Thinking from the inside out, the brain has 12 main sensory pathways where the optic nerve is just one of them. Along all these different pathways, ‘information’ travels to the brain for processing. Sensory input can come in many different forms – one being visual light stimulating the retina of the eye.

What if there some other part of the central nervous system is able to sense non-visible light in one’s environment and transmit thoughts signals to the brain for processing? Might that be possible?

Now I’m full of even more questions.

  • How can a blind person learn to read brail? Can you? I’ve tried, but I can’t seem to make the connection. Just because I don’t have that sensitivity, it doesn’t mean that the blind person can’t do it.
  • Why is it that some people can clearly distinguish different odors when most seem to just blend together for me?
  • When we close our eyes how is it that we can ‘see’ things?  Really. Everyone has the ability to ‘visualize’ things yet that ‘light’ is not coming from the eyes!
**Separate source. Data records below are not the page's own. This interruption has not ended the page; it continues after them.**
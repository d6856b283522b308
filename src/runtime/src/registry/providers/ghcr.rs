//! GitHub Container Registry and LinuxServer Container Registry.
//!
//! Both accept a bearer built from a static personal access token.

use super::{https_v2, mask_opt, parse_config, AuthPull};
use crate::registry::client::RegistryRequest;
use a3s_watch_core::error::{Result, WatchError};
use a3s_watch_core::image::ImageRef;
use base64::engine::general_purpose::STANDARD as B64;
use base64::Engine as _;
use serde::{Deserialize, Serialize};

pub const GHCR_HOST: &str = "ghcr.io";
pub const LSCR_HOST: &str = "lscr.io";

#[derive(Debug, Clone, Default, Serialize, Deserialize)]
#[serde(deny_unknown_fields)]
pub struct GhcrConfig {
    #[serde(default)]
    pub username: Option<String>,
    #[serde(default)]
    pub token: Option<String>,
}

#[derive(Debug, Clone)]
pub struct Ghcr {
    host: &'static str,
    config: GhcrConfig,
}

impl Ghcr {
    pub fn from_config(host: &'static str, component: &str, value: &serde_json::Value) -> Result<Self> {
        let config: GhcrConfig = parse_config(component, value)?;
        if config.username.is_some() && config.token.is_none() {
            return Err(WatchError::invalid_field(component, "token"));
        }
        Ok(Self { host, config })
    }

    pub fn matches(&self, image: &ImageRef) -> bool {
        image.registry_host() == self.host
    }

    pub fn normalize(&self, image: &mut ImageRef) {
        image.registry.url = https_v2(self.host);
    }

    pub fn authenticate(&self, request: RegistryRequest) -> Result<RegistryRequest> {
        let secret = self.config.token.as_deref().unwrap_or(":");
        request.authorization("Bearer", &B64.encode(secret))
    }

    pub fn auth_pull(&self) -> Option<AuthPull> {
        match (&self.config.username, &self.config.token) {
            (Some(username), Some(token)) => Some(AuthPull {
                username: username.clone(),
                password: token.clone(),
            }),
            _ => None,
        }
    }

    pub fn masked(&self) -> serde_json::Value {
        serde_json::json!({
            "username": self.config.username,
            "token": mask_opt(&self.config.token),
        })
    }
}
At this point, my take on it is that ‘seeing’ is not really done by the eyes, but rather by reading the information that travels through the nervous system. It may be that some people have developed a hyper-sensitivity to being able to understand that information so that the brain can actually process it. If the brain processes the input in a way that makes it appear visual, so be it.

Hopefully, these ideas may spark an understanding that you have that you’ll be willing to share with me. I would love to hear about your experiences ‘seeing’ things that other people don’t have the sensitivities to detect.

Happy seeing!


From Wikipedia about the retinal:

Retinal, also called retinaldehyde or vitamin A aldehyde, is one of the many forms of vitamin A (the number of which varies from species to species). Retinal is a polyene chromophore, and bound to proteins called opsins, is the chemical basis of animal vision. Bound to proteins called type 1 rhodopsins, retinal allows certain microorganisms to convert light into metabolic energy.

Vertebrate animals ingest retinal directly from meat, or produce retinal from one of four carotenoids (beta-carotene, alpha-carotene, gamma-carotene, and beta-cryptoxanthin), which they must obtain from plants or other photosynthetic organisms (no other carotenoids can be converted by animals to retinal, and some carnivores cannot convert any carotenoids at all). The other main forms of vitamin A, retinol, and a partially active form retinoic acid, may both be produced from retinal.

7 thoughts on “The Art of Seeing – can you see auras?

  1. I agree! It’s an amazing topic that I’d like to have more time to study! Keep me informed if you come across any great links.